# What to produce
Go line by line through the entries below and copy those containing the string "changed".

# Records contained in a dataset
__________

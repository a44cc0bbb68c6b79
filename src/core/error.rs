//! Error types.
//!
//! - `ConfigError`: fatal at startup (player count, score rules).
//! - `IllegalAction`: an action failed engine validation; nothing changed.
//! - `MatchError`: a submission was refused by the orchestrator; nothing
//!   changed and the same seat is asked again.

use std::path::PathBuf;

use thiserror::Error;

use super::action::ActionKind;
use super::player::PlayerId;
use super::state::Phase;
use super::tile::TileKind;

/// Configuration errors. Never recovered from.
#[derive(Debug, Error)]
pub enum ConfigError {
    #[error("unsupported player count {0} (supported: 2-5)")]
    UnsupportedPlayerCount(usize),

    #[error("score table has no rule for {}", format_kinds(.missing))]
    IncompleteScoreTable { missing: Vec<TileKind> },

    #[error("score rules line {line}: {message}")]
    ScoreRules { line: usize, message: String },

    #[error("failed to read score rules from {}", .path.display())]
    Io {
        path: PathBuf,
        #[source]
        source: std::io::Error,
    },

    #[error("target score must be positive, got {0}")]
    InvalidTargetScore(i32),
}

fn format_kinds(kinds: &[TileKind]) -> String {
    kinds
        .iter()
        .map(|k| k.label())
        .collect::<Vec<_>>()
        .join(",")
}

/// Reasons the engine rejects an action.
#[derive(Clone, Debug, PartialEq, Eq, Error)]
pub enum IllegalAction {
    #[error("round is finished")]
    Finished,

    #[error("{actual} acted but it is {expected}'s turn")]
    OutOfTurn { expected: PlayerId, actual: PlayerId },

    #[error("{action} is not allowed in the {phase} phase")]
    WrongPhase { phase: Phase, action: ActionKind },

    #[error("hand index {index} out of range for a hand of {len}")]
    HandIndexOutOfRange { index: usize, len: usize },

    #[error("{defend} cannot defend against {attack}")]
    CannotDefend { attack: TileKind, defend: TileKind },

    #[error("defend phase without an attack tile")]
    MissingAttackTile,
}

/// Orchestrator-level rejections of player input.
#[derive(Clone, Debug, PartialEq, Eq, Error)]
pub enum MatchError {
    #[error("game not started")]
    NotStarted,

    #[error("match over")]
    MatchOver,

    #[error("spectator cannot act")]
    Spectator,

    #[error("unknown client")]
    UnknownClient,

    #[error("not your turn")]
    NotYourTurn { seat: PlayerId, current: PlayerId },

    #[error("room full")]
    RoomFull,

    #[error("invalid choice {0:?}")]
    InvalidChoice(String),

    #[error("illegal action {0:?}")]
    IllegalChoice(String),

    #[error(transparent)]
    Illegal(#[from] IllegalAction),
}

/// Lobby errors.
#[derive(Debug, Error)]
pub enum LobbyError {
    #[error("room {0:?} already exists")]
    RoomExists(String),

    #[error("no room {0:?}")]
    NoSuchRoom(String),

    #[error(transparent)]
    Config(#[from] ConfigError),
}
//! Action representation.
//!
//! An action is one of four moves, each tagged with the seat that makes it.
//! Every move except `Pass` plays one tile, named by its index in the
//! actor's hand at the time the action is applied.
//!
//! Actions are ephemeral: generated by `rules::legal_actions`, validated and
//! applied by `rules::apply_action`, then dropped.

use serde::{Deserialize, Serialize};

use super::player::PlayerId;

/// A complete game action.
///
/// ```
/// use tiger_dragon::core::{Action, ActionKind, PlayerId};
///
/// let attack = Action::Attack { player: PlayerId::new(0), hand_index: 3 };
/// assert_eq!(attack.kind(), ActionKind::Attack);
/// assert_eq!(attack.hand_index(), Some(3));
///
/// let pass = Action::Pass { player: PlayerId::new(1) };
/// assert_eq!(pass.hand_index(), None);
/// ```
#[derive(Clone, Copy, Debug, PartialEq, Eq, Hash, Serialize, Deserialize)]
#[serde(tag = "type", rename_all = "snake_case")]
pub enum Action {
    /// Open an attack with a tile.
    Attack { player: PlayerId, hand_index: usize },
    /// Answer the pending attack with a compatible tile.
    Defend { player: PlayerId, hand_index: usize },
    /// Decline to defend.
    Pass { player: PlayerId },
    /// Discard a tile after an undefended attack.
    BonusReceive { player: PlayerId, hand_index: usize },
}

impl Action {
    /// The seat making this action.
    #[must_use]
    pub fn player(&self) -> PlayerId {
        match *self {
            Action::Attack { player, .. }
            | Action::Defend { player, .. }
            | Action::Pass { player }
            | Action::BonusReceive { player, .. } => player,
        }
    }

    /// Hand index of the tile played, `None` for `Pass`.
    #[must_use]
    pub fn hand_index(&self) -> Option<usize> {
        match *self {
            Action::Attack { hand_index, .. }
            | Action::Defend { hand_index, .. }
            | Action::BonusReceive { hand_index, .. } => Some(hand_index),
            Action::Pass { .. } => None,
        }
    }

    #[must_use]
    pub fn kind(&self) -> ActionKind {
        match self {
            Action::Attack { .. } => ActionKind::Attack,
            Action::Defend { .. } => ActionKind::Defend,
            Action::Pass { .. } => ActionKind::Pass,
            Action::BonusReceive { .. } => ActionKind::BonusReceive,
        }
    }
}

/// Discriminant of an [`Action`], without its payload.
#[derive(Clone, Copy, Debug, PartialEq, Eq, Hash, Serialize, Deserialize)]
pub enum ActionKind {
    Attack,
    Defend,
    Pass,
    BonusReceive,
}

impl ActionKind {
    /// One-letter suffix used in discard histories (`4A`, `TD`, `2B`).
    /// `Pass` never appears there.
    #[must_use]
    pub const fn suffix(self) -> char {
        match self {
            ActionKind::Attack => 'A',
            ActionKind::Defend => 'D',
            ActionKind::BonusReceive => 'B',
            ActionKind::Pass => '?',
        }
    }
}

impl std::fmt::Display for ActionKind {
    fn fmt(&self, f: &mut std::fmt::Formatter<'_>) -> std::fmt::Result {
        let name = match self {
            ActionKind::Attack => "Attack",
            ActionKind::Defend => "Defend",
            ActionKind::Pass => "Pass",
            ActionKind::BonusReceive => "BonusReceive",
        };
        f.write_str(name)
    }
}
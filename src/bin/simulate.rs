//! Headless match simulator.
//!
//! Plays matches between random agents through the orchestrator and reports
//! how often each seat won.

use std::process::ExitCode;
use std::sync::Arc;
use std::time::Instant;

use clap::Parser;
use tracing::{error, info};

use tiger_dragon::agents::{play_out, Agent, RandomAgent};
use tiger_dragon::core::{MatchConfig, PlayerId, PlayerMap, RoundSeeding};
use tiger_dragon::orchestrator::Match;
use tiger_dragon::scoring::ScoreTable;

/// Upper bound on actions per match.
const MAX_ACTIONS: usize = 1_000_000;

#[derive(Parser)]
#[command(name = "simulate")]
#[command(about = "Play Tiger & Dragon matches between random agents")]
struct Args {
    /// Number of players (2-5)
    #[arg(short, long, default_value_t = 4)]
    players: usize,

    /// Match seed; match N uses seed + N
    #[arg(short, long, default_value_t = 42)]
    seed: u64,

    /// Score that ends a match
    #[arg(short, long, default_value_t = 10)]
    target: i32,

    /// Number of matches
    #[arg(short, long, default_value_t = 1)]
    games: u32,

    /// Score rules file
    #[arg(long, default_value = "demos/score_rules.txt")]
    rules: String,

    /// Deal every round from the same seed
    #[arg(long)]
    fixed_seeding: bool,

    /// Seed for the agents; defaults to the match seed
    #[arg(long)]
    agent_seed: Option<u64>,

    /// Enable verbose logging
    #[arg(short, long)]
    verbose: bool,
}

fn main() -> ExitCode {
    let args = Args::parse();

    let filter = if args.verbose { "debug" } else { "info" };
    tracing_subscriber::fmt()
        .with_env_filter(
            tracing_subscriber::EnvFilter::try_from_default_env()
                .unwrap_or_else(|_| tracing_subscriber::EnvFilter::new(filter)),
        )
        .init();

    match run(&args) {
        Ok(()) => ExitCode::SUCCESS,
        Err(e) => {
            error!("{e}");
            ExitCode::FAILURE
        }
    }
}

fn run(args: &Args) -> Result<(), Box<dyn std::error::Error>> {
    let table = Arc::new(ScoreTable::load(&args.rules)?);
    let seeding = if args.fixed_seeding {
        RoundSeeding::Fixed
    } else {
        RoundSeeding::PerRound
    };
    let base = MatchConfig::default()
        .with_players(args.players)
        .with_target_score(args.target)
        .with_round_seeding(seeding);
    base.validate()?;

    info!(
        players = args.players,
        games = args.games,
        target = args.target,
        rules = %args.rules,
        "starting simulation"
    );

    let start = Instant::now();
    let mut wins: PlayerMap<u32> = PlayerMap::with_value(args.players, 0);
    let mut unfinished = 0u32;
    let mut total_rounds = 0u64;

    for game_num in 0..args.games {
        let seed = args.seed.wrapping_add(u64::from(game_num));
        let config = base
            .clone()
            .with_seed(seed)
            .with_room_id(format!("sim{game_num}"));
        let mut game = Match::new(config, Arc::clone(&table))?;
        let mut agents = RandomAgent::for_seats(args.players, args.agent_seed.unwrap_or(seed));

        let outcome = play_out(&mut game, &mut agents, MAX_ACTIONS)?;
        total_rounds += u64::from(outcome.rounds);
        match outcome.winner {
            Some(winner) => {
                wins[winner] += 1;
                info!(
                    game = game_num,
                    seed,
                    winner = winner.index(),
                    agent = agents[winner].name(),
                    rounds = outcome.rounds,
                    actions = outcome.actions,
                    scores = ?outcome.scores,
                    "match finished"
                );
            }
            None => {
                unfinished += 1;
                error!(game = game_num, seed, actions = outcome.actions, "match hit the action limit");
            }
        }
    }

    let elapsed = start.elapsed();
    println!("Matches: {}  Rounds: {}  Time: {:.2?}", args.games, total_rounds, elapsed);
    for seat in PlayerId::all(args.players) {
        let share = if args.games == 0 {
            0.0
        } else {
            f64::from(wins[seat]) * 100.0 / f64::from(args.games)
        };
        println!("{seat}: {} wins ({share:.1}%)", wins[seat]);
    }
    if unfinished > 0 {
        println!("Unfinished: {unfinished}");
    }
    Ok(())
}
//! Uniform random agent.

use crate::core::{Action, GameRng, GameState, PlayerId, PlayerMap};

use super::Agent;

/// Picks uniformly among legal actions from its own seeded stream.
#[derive(Clone, Debug)]
pub struct RandomAgent {
    rng: GameRng,
}

impl RandomAgent {
    #[must_use]
    pub fn new(seed: u64) -> Self {
        Self { rng: GameRng::new(seed) }
    }

    /// One agent per seat, each forked from a master seed.
    #[must_use]
    pub fn for_seats(players: usize, seed: u64) -> PlayerMap<Self> {
        let mut master = GameRng::new(seed);
        let agents = PlayerId::all(players)
            .map(|_| Self { rng: master.fork() })
            .collect();
        PlayerMap::from_vec(agents)
    }
}

impl Agent for RandomAgent {
    fn name(&self) -> &str {
        "RandomAgent"
    }

    fn choose(&mut self, _state: &GameState, legal: &[Action]) -> Option<Action> {
        self.rng.choose(legal).copied()
    }
}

__________

# Problem solution
//! - `IllegalAction`: an action failed engine validation; nothing changed.
//!   changed and the same seat is asked again.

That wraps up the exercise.